We’re excited to share the first annual PlanSource Benefits Benchmark Report. In this report, we showcase this year’s top trends for employee benefits enrollment, benefit types offered, contribution amounts and more.
This groundbreaking annual report is based on real user data from the PlanSource benefits administration platform. The enrollment data represents trends established from the more than 92 million benefit elections that have been made in our system.
If you’re wondering what the report contains and what to make of the data—we’ve got you covered with our top takeaways for 2019.
In this quick recap, we’ll review how much the cost of providing health care has increased in the past year and explore how many plans and benefit options the average employer offers. Let’s take a look.

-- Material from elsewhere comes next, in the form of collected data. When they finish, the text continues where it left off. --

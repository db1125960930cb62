use serde::{Deserialize, Serialize};

/// Duty weekday. Weekend days are never scheduled.
///
/// The numeric form (1 = Monday .. 5 = Friday) is what gets persisted and
/// what appears in serialized output.
#[derive(Debug, Clone, Copy, PartialEq, Eq, PartialOrd, Ord, Hash, Serialize, Deserialize)]
#[serde(into = "u8", try_from = "u8")]
pub enum Weekday {
    Monday,
    Tuesday,
    Wednesday,
    Thursday,
    Friday,
}

impl Weekday {
    pub const ALL: [Weekday; 5] = [
        Weekday::Monday,
        Weekday::Tuesday,
        Weekday::Wednesday,
        Weekday::Thursday,
        Weekday::Friday,
    ];

    pub fn number(self) -> u8 {
        match self {
            Weekday::Monday => 1,
            Weekday::Tuesday => 2,
            Weekday::Wednesday => 3,
            Weekday::Thursday => 4,
            Weekday::Friday => 5,
        }
    }

    pub fn from_number(n: u8) -> Option<Self> {
        match n {
            1 => Some(Weekday::Monday),
            2 => Some(Weekday::Tuesday),
            3 => Some(Weekday::Wednesday),
            4 => Some(Weekday::Thursday),
            5 => Some(Weekday::Friday),
            _ => None,
        }
    }

    /// Whether this day is subject to the term-to-term rotation rule.
    pub fn is_wednesday_or_friday(self) -> bool {
        matches!(self, Weekday::Wednesday | Weekday::Friday)
    }

    pub fn label(self) -> &'static str {
        match self {
            Weekday::Monday => "Mon",
            Weekday::Tuesday => "Tue",
            Weekday::Wednesday => "Wed",
            Weekday::Thursday => "Thu",
            Weekday::Friday => "Fri",
        }
    }
}

impl From<Weekday> for u8 {
    fn from(day: Weekday) -> u8 {
        day.number()
    }
}

impl TryFrom<u8> for Weekday {
    type Error = String;

    fn try_from(n: u8) -> Result<Self, Self::Error> {
        Weekday::from_number(n).ok_or_else(|| format!("weekday out of range: {}", n))
    }
}

impl std::fmt::Display for Weekday {
    fn fmt(&self, f: &mut std::fmt::Formatter<'_>) -> std::fmt::Result {
        write!(f, "{}", self.label())
    }
}

/// Schedule lifecycle state. At most one schedule per (school, year, half)
/// should be active at a time; the commit path enforces this by demoting
/// peers.
#[derive(Debug, Clone, Copy, PartialEq, Eq, Serialize, Deserialize)]
#[serde(rename_all = "snake_case")]
pub enum ScheduleStatus {
    Draft,
    Active,
    Inactive,
}

impl ScheduleStatus {
    pub fn as_str(&self) -> &'static str {
        match self {
            ScheduleStatus::Draft => "draft",
            ScheduleStatus::Active => "active",
            ScheduleStatus::Inactive => "inactive",
        }
    }

    pub fn parse(s: &str) -> std::result::Result<Self, String> {
        match s {
            "draft" => Ok(Self::Draft),
            "active" => Ok(Self::Active),
            "inactive" => Ok(Self::Inactive),
            _ => Err(format!("unknown schedule status: {}", s)),
        }
    }
}

impl std::fmt::Display for ScheduleStatus {
    fn fmt(&self, f: &mut std::fmt::Formatter<'_>) -> std::fmt::Result {
        write!(f, "{}", self.as_str())
    }
}

/// A committee member eligible for duty. Immutable during one generation.
///
/// `class_id` is the identity the class-diversity rule keys on; the class
/// name and grade ride along for scoring and statistics.
#[derive(Debug, Clone, PartialEq, Serialize, Deserialize)]
pub struct Member {
    pub id: i64,
    pub name: String,
    pub class_id: i64,
    pub class_name: String,
    pub grade: u8,
    pub position: Option<String>,
    pub academic_year: i32,
}

/// A library room duty is served in.
///
/// `capacity` is recorded for display but deliberately not enforced as a
/// placement constraint; `room_id` is the stable ordering key.
#[derive(Debug, Clone, PartialEq, Serialize, Deserialize)]
pub struct LibraryRoom {
    pub id: i64,
    pub room_id: i64,
    pub name: String,
    pub capacity: u32,
}

/// A persisted schedule row.
#[derive(Debug, Clone, PartialEq, Serialize, Deserialize)]
pub struct Schedule {
    pub id: i64,
    pub school_id: i64,
    pub name: String,
    pub description: String,
    pub academic_year: i32,
    pub is_first_half: bool,
    pub status: ScheduleStatus,
}

/// Insert shape for a schedule; the repository assigns id and status.
#[derive(Debug, Clone, PartialEq, Serialize, Deserialize)]
pub struct NewSchedule {
    pub school_id: i64,
    pub name: String,
    pub description: String,
    pub academic_year: i32,
    pub is_first_half: bool,
}

/// One duty placement produced by the allocator. The owning schedule id is
/// supplied when the set is committed.
#[derive(Debug, Clone, Copy, PartialEq, Eq, Serialize, Deserialize)]
pub struct Assignment {
    pub weekday: Weekday,
    pub room_id: i64,
    pub member_id: i64,
}

/// Read-side assignment row joined with member and room names, for display.
#[derive(Debug, Clone, PartialEq, Serialize, Deserialize)]
pub struct AssignmentRecord {
    pub weekday: Weekday,
    pub room_id: i64,
    pub room_name: String,
    pub member_id: i64,
    pub member_name: String,
    pub class_name: String,
    pub grade: u8,
}
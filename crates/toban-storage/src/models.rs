/// Database row types for the duty database.
use sqlx::FromRow;

#[derive(Debug, Clone, FromRow)]
pub struct MemberRow {
    pub id: i64,
    pub name: String,
    pub class_id: i64,
    pub class_name: String,
    pub grade: i64,
    pub position_name: Option<String>,
    pub academic_year: i64,
}

#[derive(Debug, Clone, FromRow)]
pub struct RoomRow {
    pub id: i64,
    pub room_id: i64,
    pub room_name: String,
    pub capacity: i64,
}

#[derive(Debug, Clone, FromRow)]
pub struct ScheduleRow {
    pub id: i64,
    pub school_id: i64,
    pub schedule_name: String,
    pub description: String,
    pub academic_year: i64,
    pub is_first_half: i64,
    pub status: String,
}

#[derive(Debug, Clone, FromRow)]
pub struct AssignmentRow {
    pub day_of_week: i64,
    pub library_room_id: i64,
    pub room_name: String,
    pub committee_member_id: i64,
    pub member_name: String,
    pub class_name: String,
    pub grade: i64,
}
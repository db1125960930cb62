//! The assignment engine: board state, candidate enumeration, slot scoring,
//! the greedy allocator with its relaxation phase, the fallback sweep, and
//! the statistics reporter.

pub mod allocator;
pub mod candidates;
pub mod config;
pub mod fallback;
pub mod scoring;
pub mod state;
pub mod statistics;

pub use allocator::GreedyAllocator;
pub use candidates::{admissible_slots, Slot};
pub use config::SchedulerConfig;
pub use fallback::fallback_assign;
pub use scoring::score_slot;
pub use state::BoardState;
pub use statistics::{
    build_statistics, MemberSummary, RoomRoster, ScheduleStatistics, WeekdayCount,
};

Medical Plans and Benefit Offerings
Our data indicates that the average number of medical plans and overall benefits offered has remained flat for small employer groups over the past several years. However, mid-sized to large employers are diversifying their health and benefits portfolios by offering more plan options. Keep in mind that not every employee is eligible for all benefits offered. For example, hourly employees may not be eligible for long-term disability, union workers may automatically have vision coverage, etc.
Cost of Providing Health Care
For companies using PlanSource as their benefits technology platform, premiums rose 8%-9% this year, which is slightly higher than the latest Kaiser Family Foundation report that indicates a 3%-5% increase in premiums.
For comparison, SHRM predicted an annual increase of 4.3% while Willis Towers Watson predicted an increase of 5.5%.
What can HR teams do to control costs? Only 50% of our customers offer a high deductible health plan, which is a popular option to lower premium costs for employers and employees. Other cost-saving initiatives include offering a telemedicine program, performing a dependent audit, implementing spousal surcharges and investing in decision support tools to help employees make better benefits decisions.
Employees are covering more of the cost for family plans and for non-HDHP plans. Employers paid the most for HDHP single plans, while employees paid the least for single HDHPs. Does your premium cost-sharing model match these numbers?
Employers are picking up a majority of the tab for health insurance coverage across the board. This is a major expense that is largely taken for granted. Are your employees aware of the full cost of coverage? Showcasing this through a print or digital total compensation statement is an easy way to reinforce the investment you are making in employees and to visualize the full scope of benefits.